* [Problem description] Scan the data for "occurring" and copy the lines it appears in.

(Beginning of Excerpted records)

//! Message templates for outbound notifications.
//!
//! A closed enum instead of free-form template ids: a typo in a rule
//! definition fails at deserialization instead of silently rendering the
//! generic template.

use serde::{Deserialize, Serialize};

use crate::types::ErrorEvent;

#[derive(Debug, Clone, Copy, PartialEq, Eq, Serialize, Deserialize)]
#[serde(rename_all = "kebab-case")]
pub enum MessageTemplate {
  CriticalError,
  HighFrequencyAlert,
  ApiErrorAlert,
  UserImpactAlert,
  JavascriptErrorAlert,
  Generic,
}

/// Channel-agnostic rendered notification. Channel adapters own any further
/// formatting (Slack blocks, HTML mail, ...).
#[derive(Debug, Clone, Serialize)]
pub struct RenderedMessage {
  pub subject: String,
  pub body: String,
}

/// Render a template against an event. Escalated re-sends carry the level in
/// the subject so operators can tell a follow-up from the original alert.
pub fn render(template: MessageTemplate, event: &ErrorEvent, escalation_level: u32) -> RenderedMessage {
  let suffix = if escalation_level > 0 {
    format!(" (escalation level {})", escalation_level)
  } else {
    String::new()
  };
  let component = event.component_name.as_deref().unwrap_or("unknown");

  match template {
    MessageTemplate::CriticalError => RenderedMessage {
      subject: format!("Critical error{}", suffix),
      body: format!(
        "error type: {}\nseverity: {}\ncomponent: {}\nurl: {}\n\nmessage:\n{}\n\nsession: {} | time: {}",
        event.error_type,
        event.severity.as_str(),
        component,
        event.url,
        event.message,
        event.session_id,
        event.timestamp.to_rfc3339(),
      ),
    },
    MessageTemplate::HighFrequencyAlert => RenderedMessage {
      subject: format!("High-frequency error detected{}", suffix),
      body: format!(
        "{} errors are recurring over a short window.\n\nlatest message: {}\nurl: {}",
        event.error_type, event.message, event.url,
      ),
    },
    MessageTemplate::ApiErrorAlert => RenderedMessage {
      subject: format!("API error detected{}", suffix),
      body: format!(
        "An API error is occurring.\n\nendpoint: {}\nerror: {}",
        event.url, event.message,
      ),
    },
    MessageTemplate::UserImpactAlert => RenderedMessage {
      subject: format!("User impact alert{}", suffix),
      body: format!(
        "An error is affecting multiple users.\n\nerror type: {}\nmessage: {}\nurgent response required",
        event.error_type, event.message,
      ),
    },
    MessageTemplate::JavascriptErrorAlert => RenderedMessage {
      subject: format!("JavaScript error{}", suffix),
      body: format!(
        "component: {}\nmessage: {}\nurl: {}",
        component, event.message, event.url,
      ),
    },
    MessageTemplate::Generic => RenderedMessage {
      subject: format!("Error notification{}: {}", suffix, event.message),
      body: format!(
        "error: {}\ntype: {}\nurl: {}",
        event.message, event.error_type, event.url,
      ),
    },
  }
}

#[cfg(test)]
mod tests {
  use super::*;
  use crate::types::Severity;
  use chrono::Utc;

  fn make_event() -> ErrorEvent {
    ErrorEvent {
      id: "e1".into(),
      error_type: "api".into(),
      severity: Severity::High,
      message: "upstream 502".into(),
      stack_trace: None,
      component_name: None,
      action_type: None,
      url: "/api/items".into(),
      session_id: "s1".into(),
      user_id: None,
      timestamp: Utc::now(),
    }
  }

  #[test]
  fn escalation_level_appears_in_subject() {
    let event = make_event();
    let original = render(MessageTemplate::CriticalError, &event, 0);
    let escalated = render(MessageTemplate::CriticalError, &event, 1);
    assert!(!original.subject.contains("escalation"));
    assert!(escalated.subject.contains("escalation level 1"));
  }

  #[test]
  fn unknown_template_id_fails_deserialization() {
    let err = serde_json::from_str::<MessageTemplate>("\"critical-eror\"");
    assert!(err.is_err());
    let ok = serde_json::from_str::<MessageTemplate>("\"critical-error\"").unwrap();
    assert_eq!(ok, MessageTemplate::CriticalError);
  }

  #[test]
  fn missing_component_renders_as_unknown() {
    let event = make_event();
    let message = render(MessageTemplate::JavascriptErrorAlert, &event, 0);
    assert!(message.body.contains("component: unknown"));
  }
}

(End of Excerpted records)
(Beginning of Excerpted records)

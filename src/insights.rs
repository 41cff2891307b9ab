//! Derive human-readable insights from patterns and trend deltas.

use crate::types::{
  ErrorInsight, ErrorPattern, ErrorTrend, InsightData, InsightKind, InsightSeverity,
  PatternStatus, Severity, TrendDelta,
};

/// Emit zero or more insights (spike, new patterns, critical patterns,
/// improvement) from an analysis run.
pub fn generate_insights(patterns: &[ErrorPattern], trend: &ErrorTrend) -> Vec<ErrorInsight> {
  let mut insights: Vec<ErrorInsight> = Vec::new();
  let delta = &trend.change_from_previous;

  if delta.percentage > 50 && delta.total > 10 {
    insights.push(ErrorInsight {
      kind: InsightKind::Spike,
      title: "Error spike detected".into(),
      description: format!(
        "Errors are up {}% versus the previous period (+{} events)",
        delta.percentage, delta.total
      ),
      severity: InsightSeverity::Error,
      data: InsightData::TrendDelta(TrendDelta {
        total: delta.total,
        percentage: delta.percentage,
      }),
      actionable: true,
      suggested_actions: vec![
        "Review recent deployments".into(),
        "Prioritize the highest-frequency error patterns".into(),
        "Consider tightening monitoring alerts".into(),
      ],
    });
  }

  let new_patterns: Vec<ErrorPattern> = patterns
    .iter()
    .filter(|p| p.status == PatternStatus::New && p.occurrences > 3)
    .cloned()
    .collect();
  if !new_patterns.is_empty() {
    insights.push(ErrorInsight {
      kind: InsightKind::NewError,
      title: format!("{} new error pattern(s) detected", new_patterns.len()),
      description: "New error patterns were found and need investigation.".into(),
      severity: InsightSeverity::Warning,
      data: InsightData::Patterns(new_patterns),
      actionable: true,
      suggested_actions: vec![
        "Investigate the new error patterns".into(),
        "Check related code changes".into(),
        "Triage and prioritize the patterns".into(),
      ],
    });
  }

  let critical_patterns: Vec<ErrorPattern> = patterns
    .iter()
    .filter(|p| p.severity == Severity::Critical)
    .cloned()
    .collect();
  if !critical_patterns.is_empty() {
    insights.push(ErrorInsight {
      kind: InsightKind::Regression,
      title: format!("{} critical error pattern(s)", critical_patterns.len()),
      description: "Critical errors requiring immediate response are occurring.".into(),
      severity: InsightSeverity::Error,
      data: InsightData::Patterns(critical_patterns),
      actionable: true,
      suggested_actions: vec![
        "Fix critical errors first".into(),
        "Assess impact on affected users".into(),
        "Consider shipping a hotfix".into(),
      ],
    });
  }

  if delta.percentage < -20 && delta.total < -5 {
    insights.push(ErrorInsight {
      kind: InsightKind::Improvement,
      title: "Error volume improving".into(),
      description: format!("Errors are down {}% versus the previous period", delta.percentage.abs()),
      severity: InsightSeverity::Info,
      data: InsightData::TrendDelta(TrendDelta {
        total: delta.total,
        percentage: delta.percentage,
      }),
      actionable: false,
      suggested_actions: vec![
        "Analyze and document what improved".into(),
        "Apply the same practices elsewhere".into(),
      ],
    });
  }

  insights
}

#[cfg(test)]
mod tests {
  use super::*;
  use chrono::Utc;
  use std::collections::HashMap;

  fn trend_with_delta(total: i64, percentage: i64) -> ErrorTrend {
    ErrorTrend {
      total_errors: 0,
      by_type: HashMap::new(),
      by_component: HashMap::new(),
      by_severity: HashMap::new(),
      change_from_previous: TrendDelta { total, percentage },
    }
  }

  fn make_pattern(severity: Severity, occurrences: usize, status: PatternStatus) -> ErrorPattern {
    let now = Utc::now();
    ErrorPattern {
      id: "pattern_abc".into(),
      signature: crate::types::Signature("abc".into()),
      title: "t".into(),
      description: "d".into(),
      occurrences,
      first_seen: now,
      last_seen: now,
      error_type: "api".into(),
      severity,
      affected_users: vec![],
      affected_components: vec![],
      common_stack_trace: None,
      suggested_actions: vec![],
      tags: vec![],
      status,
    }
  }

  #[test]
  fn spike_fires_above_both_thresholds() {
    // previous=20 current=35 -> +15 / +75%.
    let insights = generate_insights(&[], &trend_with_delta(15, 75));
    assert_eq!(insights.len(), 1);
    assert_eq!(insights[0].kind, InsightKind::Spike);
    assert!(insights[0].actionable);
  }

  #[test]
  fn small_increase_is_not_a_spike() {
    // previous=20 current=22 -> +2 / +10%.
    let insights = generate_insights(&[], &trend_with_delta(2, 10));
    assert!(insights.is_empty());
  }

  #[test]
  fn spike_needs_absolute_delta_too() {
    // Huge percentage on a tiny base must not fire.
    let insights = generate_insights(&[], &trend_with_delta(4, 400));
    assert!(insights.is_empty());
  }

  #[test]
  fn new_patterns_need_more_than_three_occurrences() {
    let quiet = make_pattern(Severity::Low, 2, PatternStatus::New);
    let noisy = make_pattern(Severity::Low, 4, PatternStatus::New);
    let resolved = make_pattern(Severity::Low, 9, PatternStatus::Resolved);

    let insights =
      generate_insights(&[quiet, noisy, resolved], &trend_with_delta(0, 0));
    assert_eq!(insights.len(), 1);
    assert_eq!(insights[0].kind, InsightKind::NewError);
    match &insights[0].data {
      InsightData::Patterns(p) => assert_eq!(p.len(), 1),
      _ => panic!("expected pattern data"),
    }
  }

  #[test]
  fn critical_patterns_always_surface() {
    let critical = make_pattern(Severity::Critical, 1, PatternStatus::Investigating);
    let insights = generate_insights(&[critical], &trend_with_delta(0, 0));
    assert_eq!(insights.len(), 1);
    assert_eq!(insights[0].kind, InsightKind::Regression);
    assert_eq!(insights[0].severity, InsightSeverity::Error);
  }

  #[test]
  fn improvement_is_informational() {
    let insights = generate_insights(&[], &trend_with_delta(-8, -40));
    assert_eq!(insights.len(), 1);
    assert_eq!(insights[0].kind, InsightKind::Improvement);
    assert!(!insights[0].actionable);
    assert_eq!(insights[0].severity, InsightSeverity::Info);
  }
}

(End of Excerpted records)
(Beginning of Excerpted records)

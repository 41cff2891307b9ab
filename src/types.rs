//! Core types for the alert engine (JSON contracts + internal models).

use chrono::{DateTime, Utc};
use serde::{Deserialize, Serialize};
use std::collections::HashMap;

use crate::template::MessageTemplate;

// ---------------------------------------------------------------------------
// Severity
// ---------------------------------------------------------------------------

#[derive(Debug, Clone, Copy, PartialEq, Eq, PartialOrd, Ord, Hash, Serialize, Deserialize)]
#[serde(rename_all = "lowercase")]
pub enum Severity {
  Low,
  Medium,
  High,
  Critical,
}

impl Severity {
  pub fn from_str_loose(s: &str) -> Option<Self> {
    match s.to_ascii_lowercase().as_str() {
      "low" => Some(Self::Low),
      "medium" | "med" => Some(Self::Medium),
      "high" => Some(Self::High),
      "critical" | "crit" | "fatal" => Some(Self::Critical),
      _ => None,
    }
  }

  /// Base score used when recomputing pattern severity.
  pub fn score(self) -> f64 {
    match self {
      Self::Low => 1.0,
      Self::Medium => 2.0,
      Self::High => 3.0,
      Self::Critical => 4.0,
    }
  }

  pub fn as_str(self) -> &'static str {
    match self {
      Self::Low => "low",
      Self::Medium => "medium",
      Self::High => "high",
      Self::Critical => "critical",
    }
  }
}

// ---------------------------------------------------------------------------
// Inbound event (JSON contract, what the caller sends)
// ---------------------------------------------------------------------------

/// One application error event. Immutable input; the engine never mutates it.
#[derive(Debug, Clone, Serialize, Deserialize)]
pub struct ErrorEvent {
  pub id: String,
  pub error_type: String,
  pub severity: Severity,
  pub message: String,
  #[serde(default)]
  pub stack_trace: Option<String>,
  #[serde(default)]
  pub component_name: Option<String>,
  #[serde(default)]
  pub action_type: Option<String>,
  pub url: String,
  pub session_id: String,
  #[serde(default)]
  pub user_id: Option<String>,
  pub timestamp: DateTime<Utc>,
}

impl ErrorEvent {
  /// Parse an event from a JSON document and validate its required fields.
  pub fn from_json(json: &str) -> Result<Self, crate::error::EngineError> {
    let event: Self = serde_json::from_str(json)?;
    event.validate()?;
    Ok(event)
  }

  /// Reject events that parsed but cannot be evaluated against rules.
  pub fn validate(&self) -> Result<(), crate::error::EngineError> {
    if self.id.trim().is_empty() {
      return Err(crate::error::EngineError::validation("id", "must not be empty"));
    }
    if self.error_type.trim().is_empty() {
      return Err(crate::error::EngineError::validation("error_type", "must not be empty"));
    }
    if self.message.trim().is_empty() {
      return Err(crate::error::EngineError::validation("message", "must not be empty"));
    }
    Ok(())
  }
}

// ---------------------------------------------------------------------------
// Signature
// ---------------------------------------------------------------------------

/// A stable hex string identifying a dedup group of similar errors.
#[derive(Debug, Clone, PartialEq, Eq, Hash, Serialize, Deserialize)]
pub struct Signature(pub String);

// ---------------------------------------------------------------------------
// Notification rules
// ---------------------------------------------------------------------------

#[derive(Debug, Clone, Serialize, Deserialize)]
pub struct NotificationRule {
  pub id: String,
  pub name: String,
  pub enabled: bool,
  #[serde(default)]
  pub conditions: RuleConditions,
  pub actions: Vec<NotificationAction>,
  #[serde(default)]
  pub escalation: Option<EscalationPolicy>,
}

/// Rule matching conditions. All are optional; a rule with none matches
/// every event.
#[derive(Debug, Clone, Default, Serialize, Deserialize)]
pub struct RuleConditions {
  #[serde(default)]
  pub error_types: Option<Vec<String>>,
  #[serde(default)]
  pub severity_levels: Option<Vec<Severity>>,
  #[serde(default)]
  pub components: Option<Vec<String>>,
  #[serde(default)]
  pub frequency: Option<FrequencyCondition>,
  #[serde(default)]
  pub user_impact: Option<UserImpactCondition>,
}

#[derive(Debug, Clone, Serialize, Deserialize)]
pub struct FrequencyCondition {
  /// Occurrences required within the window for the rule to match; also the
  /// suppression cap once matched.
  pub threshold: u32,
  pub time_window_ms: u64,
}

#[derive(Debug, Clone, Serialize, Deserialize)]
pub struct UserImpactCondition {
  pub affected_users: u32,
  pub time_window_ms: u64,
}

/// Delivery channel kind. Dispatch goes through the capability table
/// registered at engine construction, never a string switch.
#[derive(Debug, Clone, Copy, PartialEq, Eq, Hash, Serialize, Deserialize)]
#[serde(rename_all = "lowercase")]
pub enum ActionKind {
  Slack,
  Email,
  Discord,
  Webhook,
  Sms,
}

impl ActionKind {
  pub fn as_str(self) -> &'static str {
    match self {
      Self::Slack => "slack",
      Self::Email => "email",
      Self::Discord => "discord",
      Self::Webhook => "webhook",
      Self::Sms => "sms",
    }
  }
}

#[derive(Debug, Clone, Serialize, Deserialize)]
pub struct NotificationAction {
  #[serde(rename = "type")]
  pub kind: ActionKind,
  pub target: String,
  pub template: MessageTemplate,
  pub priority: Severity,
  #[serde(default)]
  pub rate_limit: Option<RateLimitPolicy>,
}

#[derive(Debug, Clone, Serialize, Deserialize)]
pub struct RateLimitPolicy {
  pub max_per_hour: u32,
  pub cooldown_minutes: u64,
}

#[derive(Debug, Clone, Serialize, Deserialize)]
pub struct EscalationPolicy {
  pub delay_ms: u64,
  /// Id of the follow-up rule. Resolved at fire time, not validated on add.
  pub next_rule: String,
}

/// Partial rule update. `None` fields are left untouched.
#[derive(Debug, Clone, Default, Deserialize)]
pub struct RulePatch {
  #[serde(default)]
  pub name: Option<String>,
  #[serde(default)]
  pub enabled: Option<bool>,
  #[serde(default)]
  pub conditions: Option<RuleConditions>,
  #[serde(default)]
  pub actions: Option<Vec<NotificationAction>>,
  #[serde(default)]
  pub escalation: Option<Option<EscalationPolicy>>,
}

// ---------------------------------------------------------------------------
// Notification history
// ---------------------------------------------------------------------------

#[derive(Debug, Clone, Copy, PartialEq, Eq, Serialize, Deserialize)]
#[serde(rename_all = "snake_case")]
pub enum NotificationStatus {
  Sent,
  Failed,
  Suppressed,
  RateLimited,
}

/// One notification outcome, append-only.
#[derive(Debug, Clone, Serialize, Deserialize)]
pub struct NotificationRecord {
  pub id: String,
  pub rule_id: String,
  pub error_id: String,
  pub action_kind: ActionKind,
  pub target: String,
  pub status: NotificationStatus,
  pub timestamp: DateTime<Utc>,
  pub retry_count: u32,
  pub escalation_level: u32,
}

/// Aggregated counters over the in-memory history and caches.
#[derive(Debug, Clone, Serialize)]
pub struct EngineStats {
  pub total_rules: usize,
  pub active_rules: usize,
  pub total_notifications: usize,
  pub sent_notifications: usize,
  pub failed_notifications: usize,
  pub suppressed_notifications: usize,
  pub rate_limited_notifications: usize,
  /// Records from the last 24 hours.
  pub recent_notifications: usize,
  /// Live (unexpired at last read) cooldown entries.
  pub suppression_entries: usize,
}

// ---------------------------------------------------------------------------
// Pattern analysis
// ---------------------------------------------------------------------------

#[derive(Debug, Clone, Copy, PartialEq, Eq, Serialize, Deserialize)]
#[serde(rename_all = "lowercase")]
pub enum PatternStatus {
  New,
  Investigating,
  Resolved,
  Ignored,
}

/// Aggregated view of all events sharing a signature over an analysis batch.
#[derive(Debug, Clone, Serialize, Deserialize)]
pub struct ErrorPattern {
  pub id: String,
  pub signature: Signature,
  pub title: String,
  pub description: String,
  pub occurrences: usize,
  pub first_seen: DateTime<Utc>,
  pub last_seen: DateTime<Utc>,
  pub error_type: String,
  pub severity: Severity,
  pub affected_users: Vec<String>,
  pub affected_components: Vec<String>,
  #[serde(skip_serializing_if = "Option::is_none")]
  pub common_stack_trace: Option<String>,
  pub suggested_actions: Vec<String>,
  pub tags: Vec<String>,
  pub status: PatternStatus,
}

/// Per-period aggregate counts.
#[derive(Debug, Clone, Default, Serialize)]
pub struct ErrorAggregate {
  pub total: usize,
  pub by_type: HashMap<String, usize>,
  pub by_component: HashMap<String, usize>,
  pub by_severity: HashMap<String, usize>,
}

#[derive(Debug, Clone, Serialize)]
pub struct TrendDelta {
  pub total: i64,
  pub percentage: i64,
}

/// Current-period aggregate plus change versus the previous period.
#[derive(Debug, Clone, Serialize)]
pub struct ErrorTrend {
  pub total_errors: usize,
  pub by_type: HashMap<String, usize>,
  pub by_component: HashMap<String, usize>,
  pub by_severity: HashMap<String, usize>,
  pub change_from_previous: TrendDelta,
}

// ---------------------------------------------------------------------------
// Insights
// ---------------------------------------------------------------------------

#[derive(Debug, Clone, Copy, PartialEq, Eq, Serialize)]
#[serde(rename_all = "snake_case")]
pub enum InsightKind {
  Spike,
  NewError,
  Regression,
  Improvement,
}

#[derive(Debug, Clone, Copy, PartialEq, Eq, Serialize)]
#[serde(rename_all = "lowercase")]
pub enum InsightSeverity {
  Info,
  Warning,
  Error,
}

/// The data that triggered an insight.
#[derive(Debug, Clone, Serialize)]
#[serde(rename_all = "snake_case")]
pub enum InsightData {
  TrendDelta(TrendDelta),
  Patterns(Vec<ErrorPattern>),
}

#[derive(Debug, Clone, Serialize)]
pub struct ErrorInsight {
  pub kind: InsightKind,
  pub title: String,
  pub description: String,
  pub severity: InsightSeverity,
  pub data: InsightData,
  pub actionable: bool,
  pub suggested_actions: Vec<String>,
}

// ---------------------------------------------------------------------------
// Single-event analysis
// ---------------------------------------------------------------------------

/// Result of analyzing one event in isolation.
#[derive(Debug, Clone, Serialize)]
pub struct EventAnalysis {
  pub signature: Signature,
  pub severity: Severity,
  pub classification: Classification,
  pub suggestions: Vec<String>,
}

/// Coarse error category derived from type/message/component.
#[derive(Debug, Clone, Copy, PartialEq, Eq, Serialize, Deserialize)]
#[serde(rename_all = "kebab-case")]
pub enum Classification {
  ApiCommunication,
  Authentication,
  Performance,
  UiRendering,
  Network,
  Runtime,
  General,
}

(End of Excerpted records)

* [Solution for this exercise]
        "An API error is occurring.\n\nendpoint: {}\nerror: {}",
      description: "Critical errors requiring immediate response are occurring.".into(),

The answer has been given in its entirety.